A similar process occurs with C. pulcherrima, the aqueous extracts of this plant contain compounds like quercetin with a broad inhibitory activity on adenovirus 8 and 3 and on herpesviruses [26]. It is possible that the reason for the activity is not a single molecule, but a mixture of them and that could have an effect on different viruses through different mechanisms.

An important parameter to consider is the selectivity index (SI), which ranged from 5.59 and 9.43 for the extracts or fractions. These values are similar to other reports of natural products with some anti-dengue activity [18, 19, 47, 52, 53]. SI represents the relative effectiveness of a product in inhibiting viral replication compared to inducing cell citotoxicity. High therapeutic index represents a relative low cytotoxicity and high antiviral activity. This parameter is used for in vitro tests, unlike the therapeutic index which is a measurement with a similar meaning, but performed in vivo [54, 55].
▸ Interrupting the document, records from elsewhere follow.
//! Process commands and the invoker that runs and undoes them.

use super::{object_arg, receiver, text_arg};
use crate::manifest::{ConstructorDescriptor, MemberDescriptor, TypeDescriptor};
use crate::types::{Instance, ParamKind, Raised, Value};
use std::sync::atomic::{AtomicBool, Ordering};
use std::sync::{Arc, Mutex, PoisonError};

/// An encapsulated, reversible request.
pub trait Action: Send + Sync {
    fn execute(&self) -> String;
    fn undo(&self) -> String;
    fn description(&self) -> String;
    fn command_id(&self) -> String;
}

/// What every command instance wraps, so the invoker can run any of them.
#[derive(Clone)]
pub(crate) struct CommandHandle(Arc<dyn Action>);

/// Starts a named process at a priority.
#[derive(Debug)]
pub struct ProcessCommand {
    process: String,
    priority: i32,
    running: AtomicBool,
}

impl ProcessCommand {
    #[must_use]
    pub fn new(process: impl Into<String>, priority: i32) -> Self {
        Self {
            process: process.into(),
            priority,
            running: AtomicBool::new(false),
        }
    }

    #[must_use]
    pub fn is_running(&self) -> bool {
        self.running.load(Ordering::SeqCst)
    }
}

impl Action for ProcessCommand {
    fn execute(&self) -> String {
        self.running.store(true, Ordering::SeqCst);
        format!("Started process {} at priority {}", self.process, self.priority)
    }

    fn undo(&self) -> String {
        self.running.store(false, Ordering::SeqCst);
        format!("Stopped process {}", self.process)
    }

    fn description(&self) -> String {
        format!("Start process {} (priority {})", self.process, self.priority)
    }

    fn command_id(&self) -> String {
        format!("start-{}", self.process)
    }
}

/// Executes commands and keeps them for undo.
#[derive(Default)]
pub struct CommandInvoker {
    history: Mutex<Vec<CommandHandle>>,
}

impl CommandInvoker {
    fn execute(&self, command: CommandHandle) -> String {
        let outcome = command.0.execute();
        self.history
            .lock()
            .unwrap_or_else(PoisonError::into_inner)
            .push(command);
        outcome
    }

    /// Undo the most recent command, if any.
    pub fn undo_last(&self) -> Option<String> {
        let last = self
            .history
            .lock()
            .unwrap_or_else(PoisonError::into_inner)
            .pop();
        last.map(|command| command.0.undo())
    }

    /// Descriptions of executed commands, oldest first.
    #[must_use]
    pub fn history(&self) -> Vec<String> {
        self.history
            .lock()
            .unwrap_or_else(PoisonError::into_inner)
            .iter()
            .map(|command| command.0.description())
            .collect()
    }
}

fn command_member(name: &str, read: fn(&dyn Action) -> String) -> MemberDescriptor {
    MemberDescriptor::method(name).returns("String").body(move |this, _| {
        let command = receiver::<CommandHandle>(this, "Command")?;
        Ok(Value::Text(read(command.0.as_ref())))
    })
}

pub(super) fn types() -> Vec<TypeDescriptor> {
    let capability = ["execute", "undo", "getDescription", "getCommandId"]
        .into_iter()
        .fold(TypeDescriptor::interface("Command"), |ty, name| {
            ty.member(MemberDescriptor::method(name).returns("String"))
        });

    let concrete = TypeDescriptor::class("ProcessCommand")
        .implements("Command")
        .constructor(
            ConstructorDescriptor::public()
                .param(ParamKind::Text)
                .param(ParamKind::Integer)
                .body(|args| {
                    let priority = match args.get(1) {
                        Some(Value::Integer(priority)) => *priority,
                        _ => return Err(Raised::new("argument 1 must be a priority")),
                    };
                    let command = ProcessCommand::new(text_arg(args, 0)?, priority);
                    Ok(Instance::new("ProcessCommand", CommandHandle(Arc::new(command))))
                }),
        )
        .member(command_member("execute", |c| c.execute()))
        .member(command_member("undo", |c| c.undo()))
        .member(command_member("getDescription", |c| c.description()))
        .member(command_member("getCommandId", |c| c.command_id()));

    let invoker = TypeDescriptor::class("CommandInvoker")
        .constructor(
            ConstructorDescriptor::public()
                .body(|_| Ok(Instance::new("CommandInvoker", CommandInvoker::default()))),
        )
        .member(
            MemberDescriptor::method("executeCommand")
                .param(ParamKind::Object("Command".into()))
                .returns("String")
                .body(|this, args| {
                    let invoker = receiver::<CommandInvoker>(this, "CommandInvoker")?;
                    let command = object_arg::<CommandHandle>(args, 0, "Command")?.clone();
                    Ok(Value::Text(invoker.execute(command)))
                }),
        )
        .member(
            MemberDescriptor::method("undoLastCommand")
                .returns("String")
                .body(|this, _| {
                    let invoker = receiver::<CommandInvoker>(this, "CommandInvoker")?;
                    Ok(invoker.undo_last().map_or(Value::Absent, Value::Text))
                }),
        )
        .member(
            MemberDescriptor::method("getHistory")
                .returns("String")
                .body(|this, _| {
                    let invoker = receiver::<CommandInvoker>(this, "CommandInvoker")?;
                    Ok(Value::Text(invoker.history().join("; ")))
                }),
        );

    vec![capability, concrete, invoker]
}

#[cfg(test)]
mod tests {
    use super::*;

    #[test]
    fn invoker_executes_and_undoes_in_reverse() {
        let invoker = CommandInvoker::default();
        let first = Arc::new(ProcessCommand::new("ingest", 1));
        let second = Arc::new(ProcessCommand::new("report", 2));

        invoker.execute(CommandHandle(first.clone()));
        assert_eq!(
            invoker.execute(CommandHandle(second.clone())),
            "Started process report at priority 2"
        );
        assert!(first.is_running() && second.is_running());
        assert_eq!(invoker.history().len(), 2);

        assert_eq!(invoker.undo_last().as_deref(), Some("Stopped process report"));
        assert!(!second.is_running());
        assert!(first.is_running());
        assert_eq!(invoker.history(), vec!["Start process ingest (priority 1)".to_string()]);
    }

    #[test]
    fn undo_on_empty_history_is_none() {
        assert_eq!(CommandInvoker::default().undo_last(), None);
    }
}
In our work the aqueous extracts showed less inhibition compared with extracts obtained with methanol, as it was reported previously [42] to assess the inhibitory effect of aqueous and methanol extracts of Hydrocotyle sibthorpioides on the replication of DENV.

Through HPLC-DPA-ESI-MS/MS we identified 11 compounds in the T. officinale F9 and 6 in the U. dioica F7. In both fractions, quercetin derivatives were found. Several studies report that quercetin have anti-dengue activity [18, 43, 44], although the specific mechanisms remain undetermined. However, the interaction of quercetin or its derivatives with the NS2B-NS3 protease [45, 56], the envelope (E) protein [57, 58] and the NS5 polymerase [59] have been predicted by in silico methods.

On the other hand, luteolin derivatives were found in the T. officinale fraction. Luteolin has been reported to have inhibitory activity on several viruses such as enterovirus 71, Coxsackievirus A16 [60] and chikungunya virus [61]. In recent articles, the interaction of one of the identified compounds, luteolin-7-O-glucoside, and other luteolin derivatives, has been predicted to interact with the NS2/NS3 protease using in silico analysis [46, 56]. In addition, a very recent study showed that luteolin reduces DENV infection through the inhibition of human furin, which is an enzyme involved in the maturation of the virions, whereby viral particles with a low infectious capacity are produced [53].

Other compounds identified in T. officinale F9 were caffeic acid and caffeoylquinic acid derivatives. These molecules have been shown as inhibitors of some important viruses such as hepatitis B [62], influenza A [63], herpes simplex [64] and more recently, dengue virus [47]. In this last study, Zanello et al., show the effect of two derivatives on the four DENV serotypes.

Conclusions

It is interesting that analyzed fractions of T. officinale and U. dioica have several molecules with demonstrated antiviral activity. Recently, an antiretroviral activity (HIV-1) in aqueous extracts of T. officinale was identified [24], while other studies have identified an inhibitory effect against yellow fever virus (prototype of Flaviviridae) [65]. Is it possible that different compounds in this plant could have effects against different viruses?

The study of the recognized components present in our factions is determinant to identify the probable anti-dengue molecule and/or their effects on other viruses, including the recent mosquito-borne emerging viruses chikungunya and Zika. It is also necessary to study a formulation of several active compounds in these fractions, searching a probable synergism in the process of inhibition of virus infection. Our group is currently performing these studies.